Try it - Look over the entries below. Report how many lines hold the word "Escape", and only that.

=== Input data ===

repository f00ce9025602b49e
use crate::domain::ports::Aggregator;
use crate::domain::types::{DistanceEvent, Invoice, ObuId};
use crate::error::{AggregatorError, Result};
use crate::interfaces::http::ErrorBody;
use async_trait::async_trait;
use reqwest::{Response, StatusCode};

/// HTTP client for a remote aggregator, implementing the same contract as
/// the service itself so producers and gateways can swap between in-process
/// and remote aggregation.
pub struct HttpClient {
    base_url: String,
    client: reqwest::Client,
}

impl HttpClient {
    pub fn new(base_url: impl Into<String>) -> Self {
        Self {
            base_url: base_url.into().trim_end_matches('/').to_string(),
            client: reqwest::Client::new(),
        }
    }
}

async fn error_message(response: Response) -> String {
    let status = response.status();
    match response.json::<ErrorBody>().await {
        Ok(body) => body.error,
        Err(_) => status.to_string(),
    }
}

#[async_trait]
impl Aggregator for HttpClient {
    async fn record_distance(&self, event: DistanceEvent) -> Result<()> {
        let response = self
            .client
            .post(format!("{}/aggregate", self.base_url))
            .json(&event)
            .send()
            .await
            .map_err(|e| AggregatorError::Internal(e.to_string()))?;

        match response.status() {
            status if status.is_success() => Ok(()),
            StatusCode::BAD_REQUEST => Err(AggregatorError::Malformed(
                error_message(response).await,
            )),
            _ => Err(AggregatorError::Internal(error_message(response).await)),
        }
    }

    async fn compute_invoice(&self, obu_id: ObuId) -> Result<Invoice> {
        let response = self
            .client
            .get(format!("{}/invoice", self.base_url))
            .query(&[("obu", obu_id)])
            .send()
            .await
            .map_err(|e| AggregatorError::Internal(e.to_string()))?;

        match response.status() {
            status if status.is_success() => response
                .json::<Invoice>()
                .await
                .map_err(|e| AggregatorError::Internal(e.to_string())),
            StatusCode::NOT_FOUND => Err(AggregatorError::NotFound(obu_id)),
            StatusCode::BAD_REQUEST => Err(AggregatorError::Malformed(
                error_message(response).await,
            )),
            _ => Err(AggregatorError::Internal(error_message(response).await)),
        }
    }
}
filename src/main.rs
use clap::Parser;
use miette::{IntoDiagnostic, Result};
use std::net::SocketAddr;
use std::sync::Arc;
use toll_aggregator::application::middleware::AggregatorStack;
use toll_aggregator::domain::ports::SharedAggregator;
use toll_aggregator::infrastructure::in_memory::InMemoryDistanceStore;
use toll_aggregator::interfaces::http;
use tracing_subscriber::EnvFilter;

#[derive(Parser)]
#[command(author, version, about, long_about = None)]
struct Cli {
    /// Listen address of the HTTP transport
    #[arg(long, default_value = "127.0.0.1:3000")]
    http_listen_addr: String,

    /// Shard count of the in-memory distance store
    #[arg(long, default_value_t = 16)]
    shards: usize,
}

#[tokio::main]
async fn main() -> Result<()> {
    let cli = Cli::parse();

    let filter = EnvFilter::try_from_default_env().unwrap_or_else(|_| EnvFilter::new("info"));
    tracing_subscriber::fmt().with_env_filter(filter).init();

    let addr: SocketAddr = cli.http_listen_addr.parse().into_diagnostic()?;

    let store = InMemoryDistanceStore::with_shards(cli.shards);
    let svc: SharedAggregator = Arc::from(
        AggregatorStack::new(Box::new(store))
            .with_logging()
            .with_metrics()
            .build(),
    );

    tracing::info!(%addr, "HTTP transport listening");
    warp::serve(http::routes(svc)).run(addr).await;

    Ok(())
}
//! Application layer containing the invoicing service, the
//! instrumentation middleware wrapped around it, and the distance stage
//! that feeds it from raw position fixes.

pub mod distance;
pub mod middleware;
pub mod service;
use crate::domain::ports::SharedAggregator;
use crate::domain::types::{DistanceEvent, ObuId};
use crate::error::AggregatorError;
use serde::{Deserialize, Serialize};
use std::convert::Infallible;
use warp::http::StatusCode;
use warp::reply::{Json, WithStatus};
use warp::{Filter, Rejection, Reply};

/// Wire shape of every error response: `{"error": "<message>"}`.
#[derive(Debug, Serialize, Deserialize)]
pub struct ErrorBody {
    pub error: String,
}

#[derive(Debug, Deserialize)]
struct InvoiceQuery {
    obu: ObuId,
}

/// The full HTTP surface of the aggregator:
/// `POST /aggregate` with a distance event body, and
/// `GET /invoice?obu=<id>` returning the invoice document.
pub fn routes(
    svc: SharedAggregator,
) -> impl Filter<Extract = impl Reply, Error = Infallible> + Clone {
    aggregate(svc.clone()).or(invoice(svc)).recover(handle_rejection)
}

fn with_service(
    svc: SharedAggregator,
) -> impl Filter<Extract = (SharedAggregator,), Error = Infallible> + Clone {
    warp::any().map(move || svc.clone())
}

fn aggregate(
    svc: SharedAggregator,
) -> impl Filter<Extract = (WithStatus<Json>,), Error = Rejection> + Clone {
    warp::path("aggregate")
        .and(warp::path::end())
        .and(warp::post())
        .and(warp::body::json())
        .and(with_service(svc))
        .and_then(handle_aggregate)
}

fn invoice(
    svc: SharedAggregator,
) -> impl Filter<Extract = (WithStatus<Json>,), Error = Rejection> + Clone {
    warp::path("invoice")
        .and(warp::path::end())
        .and(warp::get())
        .and(warp::query::<InvoiceQuery>())
        .and(with_service(svc))
        .and_then(handle_invoice)
}

async fn handle_aggregate(
    event: DistanceEvent,
    svc: SharedAggregator,
) -> Result<WithStatus<Json>, Rejection> {
    match svc.record_distance(event).await {
        Ok(()) => Ok(warp::reply::with_status(
            warp::reply::json(&serde_json::json!({"message": "distance aggregated"})),
            StatusCode::OK,
        )),
        Err(err) => Ok(error_reply(&err)),
    }
}

async fn handle_invoice(
    query: InvoiceQuery,
    svc: SharedAggregator,
) -> Result<WithStatus<Json>, Rejection> {
    match svc.compute_invoice(query.obu).await {
        Ok(invoice) => Ok(warp::reply::with_status(
            warp::reply::json(&invoice),
            StatusCode::OK,
        )),
        Err(err) => Ok(error_reply(&err)),
    }
}

fn error_reply(err: &AggregatorError) -> WithStatus<Json> {
    let status = match err {
        AggregatorError::NotFound(_) => StatusCode::NOT_FOUND,
        AggregatorError::Malformed(_) => StatusCode::BAD_REQUEST,
        AggregatorError::Internal(_) => StatusCode::INTERNAL_SERVER_ERROR,
    };
    warp::reply::with_status(
        warp::reply::json(&ErrorBody {
            error: err.to_string(),
        }),
        status,
    )
}

async fn handle_rejection(err: Rejection) -> Result<impl Reply, Infallible> {
    let (status, message) = if err.is_not_found() {
        (StatusCode::NOT_FOUND, "resource not found".to_string())
    } else if let Some(e) = err.find::<warp::filters::body::BodyDeserializeError>() {
        (StatusCode::BAD_REQUEST, e.to_string())
    } else if err.find::<warp::reject::InvalidQuery>().is_some() {
        (StatusCode::BAD_REQUEST, "missing or invalid OBU ID".to_string())
    } else if err.find::<warp::reject::MethodNotAllowed>().is_some() {
        (
            StatusCode::METHOD_NOT_ALLOWED,
            "method not allowed".to_string(),
        )
    } else {
        (
            StatusCode::INTERNAL_SERVER_ERROR,
            "internal server error".to_string(),
        )
    };
    Ok(warp::reply::with_status(
        warp::reply::json(&ErrorBody { error: message }),
        status,
    ))
}
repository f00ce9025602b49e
use crate::domain::ports::DistanceStore;
use crate::domain::types::{DistanceEvent, ObuId};
use crate::error::{AggregatorError, Result};
use async_trait::async_trait;
use std::collections::HashMap;
use std::sync::Arc;
use tokio::sync::RwLock;

const DEFAULT_SHARDS: usize = 16;

/// A thread-safe in-memory distance store, sharded by OBU identifier.
///
/// Each shard is an `RwLock<HashMap<ObuId, f64>>`, so concurrent updates to
/// different vehicles only contend when they hash to the same shard, never
/// on one global lock. A shard's write lock is held only for the duration
/// of the arithmetic update, so an insert followed by a get for the same
/// key always observes the insert's effect.
#[derive(Clone)]
pub struct InMemoryDistanceStore {
    shards: Arc<Vec<RwLock<HashMap<ObuId, f64>>>>,
}

impl InMemoryDistanceStore {
    /// Creates an empty store with the default shard count.
    pub fn new() -> Self {
        Self::with_shards(DEFAULT_SHARDS)
    }

    /// Creates an empty store with `shards` shards (at least one).
    pub fn with_shards(shards: usize) -> Self {
        let shards = shards.max(1);
        Self {
            shards: Arc::new((0..shards).map(|_| RwLock::new(HashMap::new())).collect()),
        }
    }

    fn shard(&self, obu_id: ObuId) -> &RwLock<HashMap<ObuId, f64>> {
        &self.shards[obu_id as usize % self.shards.len()]
    }
}

impl Default for InMemoryDistanceStore {
    fn default() -> Self {
        Self::new()
    }
}

#[async_trait]
impl DistanceStore for InMemoryDistanceStore {
    async fn insert(&self, event: DistanceEvent) -> Result<()> {
        let mut shard = self.shard(event.obu_id).write().await;
        *shard.entry(event.obu_id).or_insert(0.0) += event.value;
        Ok(())
    }

    async fn get(&self, obu_id: ObuId) -> Result<f64> {
        let shard = self.shard(obu_id).read().await;
        shard
            .get(&obu_id)
            .copied()
            .ok_or(AggregatorError::NotFound(obu_id))
    }
}
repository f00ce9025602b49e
pub mod in_memory;
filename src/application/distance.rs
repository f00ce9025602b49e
use crate::domain::types::{ObuData, ObuId};
use std::collections::HashMap;

/// Turns consecutive position fixes into travelled-distance increments.
///
/// Keeps the last fix per OBU, so fixes from different vehicles never
/// contribute to each other's distance. The first fix for a vehicle yields
/// a zero increment. Distances are planar, not geodesic.
pub struct DistanceCalculator {
    last_fix: HashMap<ObuId, (f64, f64)>,
}

impl DistanceCalculator {
    pub fn new() -> Self {
        Self {
            last_fix: HashMap::new(),
        }
    }

    /// Returns the distance travelled between the previous fix of this
    /// vehicle and `data`, and remembers `data` as the new last fix.
    pub fn calculate(&mut self, data: ObuData) -> f64 {
        let distance = match self.last_fix.get(&data.obu_id) {
            Some(&(lat, long)) => planar_distance(lat, long, data.lat, data.long),
            None => 0.0,
        };
        self.last_fix.insert(data.obu_id, (data.lat, data.long));
        distance
    }
}

impl Default for DistanceCalculator {
    fn default() -> Self {
        Self::new()
    }
}

fn planar_distance(x1: f64, y1: f64, x2: f64, y2: f64) -> f64 {
    ((x2 - x1).powi(2) + (y2 - y1).powi(2)).sqrt()
}
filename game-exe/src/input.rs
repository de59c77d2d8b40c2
//! Input collaborator. The loop drains a finite queue of key events per
//! frame and feeds them through the responder chain.

use gamestate_traits::Key;
use std::collections::VecDeque;

pub trait InputSource {
    /// The next queued key, or None when the frame's input is drained.
    fn next_key(&mut self) -> Option<Key>;
}

/// A plain FIFO of key events. Tests and scripted runs push into it; an
/// interactive front-end would feed it from its event pump.
#[derive(Debug, Default)]
pub struct QueueInput {
    queue: VecDeque<Key>,
}

impl QueueInput {
    pub fn new() -> Self {
        Self::default()
    }

    pub fn push(&mut self, key: Key) {
        self.queue.push_back(key);
    }
}

impl InputSource for QueueInput {
    fn next_key(&mut self) -> Option<Key> {
        self.queue.pop_front()
    }
}

#[cfg(test)]
mod tests {
    use super::*;

    #[test]
    fn drains_in_push_order() {
        let mut input = QueueInput::new();
        input.push(Key::Escape);
        input.push(Key::Enter);
        assert_eq!(input.next_key(), Some(Key::Escape));
        assert_eq!(input.next_key(), Some(Key::Enter));
        assert_eq!(input.next_key(), None);
    }
}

===

Exercise response - 2